Mikovits também acha tempo para afirmar que a droga Suramin pode tratar autismo e “devolver a voz das crianças”, mas foi reprimida pela Monsanto, o que é ainda mais absurdo. A droga foi administrada para pacientes num pequeno teste clínico aleatório na Escola de Medicina da UC San Diego, que descobriu que uma dose intravenosa “produzia melhoras dramáticas, mas transitórias, nos sintomas centrais” do espectro de autismo. Não está claro por que ela alega que a Monsanto está envolvida, ou mesmo qual o objetivo de trazer o Suramin para a discussão, exceto outra tentativa de enfiar a Maligna Indústria Farmacêutica na conversa.
O volume de nonsense e revisionismo histórico no vídeo é exaustivo – e por isso sua viralização é tão deprimente. E mesmo que as alegações no vídeo sejam incoerentes, o ponto subjacentes é claro: o medo e pânico com o covid-19 são parte de uma trama maior de opressão e escravização, com Fauci no topo. É uma teoria da conspiração clássica, numa embalagem ligeiramente mais contemporânea.
“Essas instituições que estão poluindo nosso meio ambiente e nossos corpos, havia uma época em que elas precisavam lutar suas próprias batalhas”, proclama Willis. “Mas elas fizeram um trabalho muito bom em manipular as massas. Vozes dissidentes não são mais permitidas neste país livre, que é algo que nunca achei que viveria para ver.”
“Fica além da compreensão como uma sociedade pode ser tão enganada”, concorda Mikovits.
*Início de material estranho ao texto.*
//! Category management commands for CLI.

use clap::Subcommand;
use tasktime_core::task::{CategoryColor, CategoryUpdate};
use tasktime_core::NewCategory;

use super::{open_tracker, print_json, CliResult};

#[derive(Subcommand)]
pub enum CategoryAction {
    /// List categories
    List,
    /// Create a custom category
    Create {
        /// Category name
        name: String,
        /// Background color
        #[arg(long, default_value = "#7A85FF")]
        bg: String,
        /// Text color
        #[arg(long, default_value = "#FFFFFF")]
        text: String,
        /// Icon
        #[arg(long, default_value = "📁")]
        icon: String,
    },
    /// Update a category
    Update {
        /// Category ID
        id: String,
        #[arg(long)]
        name: Option<String>,
        /// Background color (requires --text)
        #[arg(long, requires = "text")]
        bg: Option<String>,
        /// Text color (requires --bg)
        #[arg(long, requires = "bg")]
        text: Option<String>,
        #[arg(long)]
        icon: Option<String>,
    },
    /// Delete a custom category; its tasks move to the first default category
    Delete {
        /// Category ID
        id: String,
    },
}

pub fn run(action: CategoryAction) -> CliResult {
    let mut tracker = open_tracker()?;

    match action {
        CategoryAction::List => {
            print_json(tracker.repository().categories())?;
        }
        CategoryAction::Create {
            name,
            bg,
            text,
            icon,
        } => {
            let id = tracker.add_category(NewCategory {
                name,
                color: CategoryColor::new(&bg, &text),
                icon,
            })?;
            print_json(tracker.repository().category(&id)?)?;
        }
        CategoryAction::Update {
            id,
            name,
            bg,
            text,
            icon,
        } => {
            let color = match (bg, text) {
                (Some(bg), Some(text)) => Some(CategoryColor::new(&bg, &text)),
                _ => None,
            };
            tracker.update_category(&id, CategoryUpdate { name, color, icon })?;
            print_json(tracker.repository().category(&id)?)?;
        }
        CategoryAction::Delete { id } => {
            tracker.delete_category(&id)?;
            print_json(&serde_json::json!({ "id": id, "deleted": true }))?;
        }
    }
    Ok(())
}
E que é uma “ótima notícias”, ela diz, “que os médicos estejam acordando”.
Mikovits e Willis tiveram ajuda de famosos para promover Plandemic: O vídeo foi amplamente promovido pela organização antivaxer de Robert F. Kennedy Jr. Children’s Health Defense; Kennedy também escreveu o prefácio de Plague of Corruption. Até ontem, graças a essas promoções e atenção de sites populares de direita e teorias da conspiração como o Gateway Pudit, e pessoas como a comentarista conservadora Michelle Malkin, que o promoveu entusiasmadamente, o livro estava em primeiro lugar dos best-sellers da categoria na Amazon.
É aqui que as coisas ficam inteiramente previsíveis. Enquanto a pandemia se arrasta, nada no mundo é mais atraente, para algumas pessoas, que encontrar novas razões para acreditar que as coisas não são tão ruins quanto parecem. Ficar em casa, sair para trabalhar ou se colocar em risco no trabalho todo dia: tudo isso é, de sua própria maneira, difícil, deprimente e está mudando nossas vidas. A preocupação com morte, doença e colapso econômico torna qualquer alternativa atraente.
A sugestão de que a pandemia foi “planejada” ou aumentada alimenta isso. Ela sugere que pessoas inteligentes vão olhar além da história oficial e escolher ter raiva em vez de medo. Ela sugere que Fauci, cientistas e especialistas em saúde pública – toda a comunidade médica – se alinharam com uma mentira perigosa e prejudicial. Ela sugere que tudo vai ficar bem, se você simplesmente escolher não acreditar neles.
E mesmo que nada disso seja verdade, e enquanto a ameaça do coronavírus é mais real e mortal que nunca, tem, como Plandemic prova, muita atenção para ser conseguida, e dinheiro para ser ganho, em dizer o contrário para as pessoas.